**WHAT YOU SHOULD DO**
Find every line below with "record" in it and give only how many there are.

--- TASK DATA Enclosed Below ---

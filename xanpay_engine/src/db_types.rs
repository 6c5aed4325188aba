use std::{fmt::Display, str::FromStr};

use chrono::{DateTime, Duration, Utc};
use serde::{Deserialize, Serialize};
use sqlx::{FromRow, Type};
use thiserror::Error;
use xpg_common::MicroUsdc;

/// How long a freshly generated invoice may be settled before it passively expires.
pub const INVOICE_VALIDITY_DAYS: i64 = 7;

//--------------------------------------      Merchant      ----------------------------------------------------------
#[derive(Debug, Clone, FromRow)]
pub struct Merchant {
    pub id: i64,
    /// The subject identifier issued by the identity provider. This is the owner key for every
    /// other record in the system.
    pub subject_id: String,
    pub email: String,
    pub password_hash: String,
    pub business_name: String,
    pub business_image: String,
    /// The custodial deposit address allocated by the wallet-infrastructure provider at
    /// onboarding. Deposit webhooks are attributed to merchants by exact match on this field.
    pub deposit_address: String,
    /// The provider-side identifier for the custodial address. Required for withdrawals.
    pub provider_address_id: String,
    pub bank_institution: Option<String>,
    pub bank_account_number: Option<String>,
    pub bank_account_name: Option<String>,
    pub created_at: DateTime<Utc>,
    pub updated_at: DateTime<Utc>,
}

impl Merchant {
    /// Returns the payout bank details iff all three fields have been registered.
    pub fn bank_details(&self) -> Option<BankDetails> {
        match (&self.bank_institution, &self.bank_account_number, &self.bank_account_name) {
            (Some(institution), Some(account_number), Some(account_name)) => Some(BankDetails {
                institution: institution.clone(),
                account_number: account_number.clone(),
                account_name: account_name.clone(),
            }),
            _ => None,
        }
    }
}

#[derive(Debug, Clone)]
pub struct NewMerchant {
    pub subject_id: String,
    pub email: String,
    pub password_hash: String,
    pub business_name: String,
    pub business_image: String,
    pub deposit_address: String,
    pub provider_address_id: String,
}

#[derive(Debug, Clone, PartialEq, Eq, Serialize, Deserialize)]
#[serde(rename_all = "camelCase")]
pub struct BankDetails {
    /// The payment-rail partner's institution code for the merchant's bank.
    pub institution: String,
    pub account_number: String,
    pub account_name: String,
}

//--------------------------------------      Product       ----------------------------------------------------------
#[derive(Debug, Clone, FromRow, Serialize)]
#[serde(rename_all = "camelCase")]
pub struct Product {
    pub id: i64,
    #[serde(skip_serializing)]
    pub merchant_id: i64,
    pub name: String,
    pub image: String,
    pub price: MicroUsdc,
    pub currency: String,
    pub quantity: i64,
    pub created_at: DateTime<Utc>,
    pub updated_at: DateTime<Utc>,
}

#[derive(Debug, Clone)]
pub struct NewProduct {
    pub merchant_id: i64,
    pub name: String,
    pub image: String,
    pub price: MicroUsdc,
    pub currency: String,
    pub quantity: i64,
}

/// A partial update to a product. `None` fields are left untouched.
#[derive(Debug, Clone, Default)]
pub struct ProductUpdate {
    pub name: Option<String>,
    pub image: Option<String>,
    pub price: Option<MicroUsdc>,
    pub currency: Option<String>,
    pub quantity: Option<i64>,
}

impl ProductUpdate {
    pub fn is_empty(&self) -> bool {
        self.name.is_none()
            && self.image.is_none()
            && self.price.is_none()
            && self.currency.is_none()
            && self.quantity.is_none()
    }
}

//--------------------------------------      Invoice       ----------------------------------------------------------
#[derive(Debug, Clone, FromRow, Serialize)]
#[serde(rename_all = "camelCase")]
pub struct Invoice {
    pub id: i64,
    #[serde(skip_serializing)]
    pub merchant_id: i64,
    /// 8-character uppercase alphanumeric code, unique within the merchant's invoice collection.
    pub code: String,
    pub product_id: i64,
    pub quantity: i64,
    pub paid: bool,
    pub amount_paid: Option<MicroUsdc>,
    pub valid_until: DateTime<Utc>,
    pub paid_at: Option<DateTime<Utc>>,
    pub created_at: DateTime<Utc>,
    pub updated_at: DateTime<Utc>,
}

impl Invoice {
    pub fn is_expired_at(&self, now: DateTime<Utc>) -> bool {
        now > self.valid_until
    }
}

#[derive(Debug, Clone)]
pub struct NewInvoice {
    pub merchant_id: i64,
    pub product_id: i64,
    pub quantity: i64,
}

impl NewInvoice {
    pub fn valid_until_from(created_at: DateTime<Utc>) -> DateTime<Utc> {
        created_at + Duration::days(INVOICE_VALIDITY_DAYS)
    }
}

//--------------------------------------   LedgerEntryType  ----------------------------------------------------------
#[derive(Debug, Clone, Copy, PartialEq, Eq, Type, Serialize, Deserialize)]
pub enum LedgerEntryType {
    /// An invoice settled against a product.
    Purchase,
    /// A deposit that could not be matched to an invoice (a plain top-up).
    Deposit,
    /// A direct on-chain withdrawal to an external address.
    Send,
    /// A fiat withdrawal through the off-ramp partner.
    Fiat,
}

impl Display for LedgerEntryType {
    fn fmt(&self, f: &mut std::fmt::Formatter<'_>) -> std::fmt::Result {
        match self {
            LedgerEntryType::Purchase => write!(f, "Purchase"),
            LedgerEntryType::Deposit => write!(f, "Deposit"),
            LedgerEntryType::Send => write!(f, "Send"),
            LedgerEntryType::Fiat => write!(f, "Fiat"),
        }
    }
}

#[derive(Debug, Clone, Error)]
#[error("Invalid ledger entry type: {0}")]
pub struct LedgerEntryTypeConversionError(String);

impl FromStr for LedgerEntryType {
    type Err = LedgerEntryTypeConversionError;

    fn from_str(s: &str) -> Result<Self, Self::Err> {
        match s {
            "Purchase" => Ok(Self::Purchase),
            "Deposit" => Ok(Self::Deposit),
            "Send" => Ok(Self::Send),
            "Fiat" => Ok(Self::Fiat),
            s => Err(LedgerEntryTypeConversionError(s.to_string())),
        }
    }
}

//--------------------------------------    LedgerEntry     ----------------------------------------------------------
/// An immutable record of funds movement for a merchant. Rows are only ever inserted.
#[derive(Debug, Clone, FromRow, Serialize)]
#[serde(rename_all = "camelCase")]
pub struct LedgerEntry {
    pub id: i64,
    #[serde(skip_serializing)]
    pub merchant_id: i64,
    /// 12-character uppercase code for purchases and withdrawals; `None` for plain deposits,
    /// which are identified by their row id alone.
    pub code: Option<String>,
    #[serde(rename = "type")]
    pub entry_type: LedgerEntryType,
    pub amount: MicroUsdc,
    pub currency: String,
    #[serde(skip_serializing_if = "Option::is_none")]
    pub invoice_code: Option<String>,
    #[serde(skip_serializing_if = "Option::is_none")]
    pub product_name: Option<String>,
    #[serde(skip_serializing_if = "Option::is_none")]
    pub quantity: Option<i64>,
    #[serde(skip_serializing_if = "Option::is_none")]
    pub note: Option<String>,
    #[serde(rename = "hash", skip_serializing_if = "Option::is_none")]
    pub tx_hash: Option<String>,
    #[serde(skip_serializing_if = "Option::is_none")]
    pub order_id: Option<String>,
    #[serde(skip_serializing_if = "Option::is_none")]
    pub status: Option<String>,
    pub created_at: DateTime<Utc>,
}

#[derive(Debug, Clone)]
pub struct NewLedgerEntry {
    pub merchant_id: i64,
    pub code: Option<String>,
    pub entry_type: LedgerEntryType,
    pub amount: MicroUsdc,
    pub currency: String,
    pub invoice_code: Option<String>,
    pub product_name: Option<String>,
    pub quantity: Option<i64>,
    pub note: Option<String>,
    pub tx_hash: Option<String>,
    pub order_id: Option<String>,
    pub status: Option<String>,
}

impl NewLedgerEntry {
    /// A plain deposit entry that could not be matched to an invoice.
    pub fn deposit(merchant_id: i64, amount: MicroUsdc, currency: String, note: Option<String>, tx_hash: Option<String>) -> Self {
        Self {
            merchant_id,
            code: None,
            entry_type: LedgerEntryType::Deposit,
            amount,
            currency,
            invoice_code: None,
            product_name: None,
            quantity: None,
            note,
            tx_hash,
            order_id: None,
            status: None,
        }
    }

    /// A direct on-chain withdrawal entry.
    pub fn send(merchant_id: i64, code: String, amount: MicroUsdc, currency: String, tx_hash: Option<String>) -> Self {
        Self {
            merchant_id,
            code: Some(code),
            entry_type: LedgerEntryType::Send,
            amount,
            currency,
            invoice_code: None,
            product_name: None,
            quantity: None,
            note: None,
            tx_hash,
            order_id: None,
            status: None,
        }
    }

    /// A fiat withdrawal entry, written only after the on-chain leg has been accepted.
    pub fn fiat_initiated(merchant_id: i64, code: String, amount: MicroUsdc, currency: String, order_id: String) -> Self {
        Self {
            merchant_id,
            code: Some(code),
            entry_type: LedgerEntryType::Fiat,
            amount,
            currency,
            invoice_code: None,
            product_name: None,
            quantity: None,
            note: None,
            tx_hash: None,
            order_id: Some(order_id),
            status: Some("initiated".to_string()),
        }
    }
}

//--------------------------------------    Settlement      ----------------------------------------------------------
/// A request to apply a deposit to a specific invoice.
#[derive(Debug, Clone)]
pub struct SettlementRequest {
    pub merchant_id: i64,
    pub invoice_code: String,
    pub amount_paid: MicroUsdc,
    pub currency: String,
}

/// The outcome of a successful settlement.
#[derive(Debug, Clone, PartialEq, Eq, Serialize)]
#[serde(rename_all = "camelCase")]
pub struct SettlementResult {
    pub invoice_code: String,
    pub amount_paid: MicroUsdc,
    pub total_amount: MicroUsdc,
    pub product_quantity_remaining: i64,
    pub transaction_id: String,
}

--- End of Enclosed TASK DATA ---

**ANSWER SPACE**
2